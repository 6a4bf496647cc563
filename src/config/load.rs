use std::{env, path::PathBuf};

use super::schema::Settings;

/// Upper bound for `notifications.timeout_ms` (one hour).
const MAX_NOTIFICATION_TIMEOUT_MS: u64 = 60 * 60 * 1000;

/// Configuration loading helpers.
///
/// `Settings::load` layers an optional config file under environment
/// variables (prefix `SONICVAULT__`) and falls back to struct defaults.
impl Settings {
    /// Load settings from environment and optional config file.
    pub fn load() -> Result<Self, ::config::ConfigError> {
        let config_path = resolve_config_path();

        let mut builder = ::config::Config::builder();

        if let Some(path) = &config_path {
            builder = builder.add_source(::config::File::from(path.as_path()).required(false));
        }

        builder = builder.add_source(
            ::config::Environment::with_prefix("SONICVAULT")
                .separator("__")
                .try_parsing(true),
        );

        let cfg = builder.build()?;
        let settings: Settings = cfg.try_deserialize()?;
        Ok(settings)
    }

    /// Perform basic validation checks on loaded settings.
    pub fn validate(&self) -> Result<(), String> {
        if self.notifications.timeout_ms == 0 {
            return Err("notifications.timeout_ms must be >= 1".to_string());
        }
        if self.notifications.timeout_ms > MAX_NOTIFICATION_TIMEOUT_MS {
            return Err(format!(
                "notifications.timeout_ms must be <= {MAX_NOTIFICATION_TIMEOUT_MS}"
            ));
        }
        if self.notifications.max_visible == Some(0) {
            return Err("notifications.max_visible must be >= 1 when set".to_string());
        }
        if !(0.0..=2.0).contains(&self.audio.volume) {
            return Err("audio.volume must be within 0.0..=2.0".to_string());
        }
        Ok(())
    }
}

/// Resolve the config path from `SONICVAULT_CONFIG_PATH` or XDG defaults.
pub fn resolve_config_path() -> Option<PathBuf> {
    if let Some(p) = env::var_os("SONICVAULT_CONFIG_PATH") {
        return Some(PathBuf::from(p));
    }
    default_config_path()
}

/// Compute the default config path under `$XDG_CONFIG_HOME/sonicvault/config.toml`
/// or `~/.config/sonicvault/config.toml` when `XDG_CONFIG_HOME` is not set.
pub fn default_config_path() -> Option<PathBuf> {
    let config_home = if let Some(xdg) = env::var_os("XDG_CONFIG_HOME") {
        Some(PathBuf::from(xdg))
    } else if let Some(home) = env::var_os("HOME") {
        Some(PathBuf::from(home).join(".config"))
    } else {
        None
    };

    config_home.map(|d| d.join("sonicvault").join("config.toml"))
}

▸ What the task asks
All lines of the records containing "from" should be shown.

▸ Worked solution
    /// Load settings from environment and optional config file.
            builder = builder.add_source(::config::File::from(path.as_path()).required(false));
/// Resolve the config path from `SONICVAULT_CONFIG_PATH` or XDG defaults.
        return Some(PathBuf::from(p));
        Some(PathBuf::from(xdg))
        Some(PathBuf::from(home).join(".config"))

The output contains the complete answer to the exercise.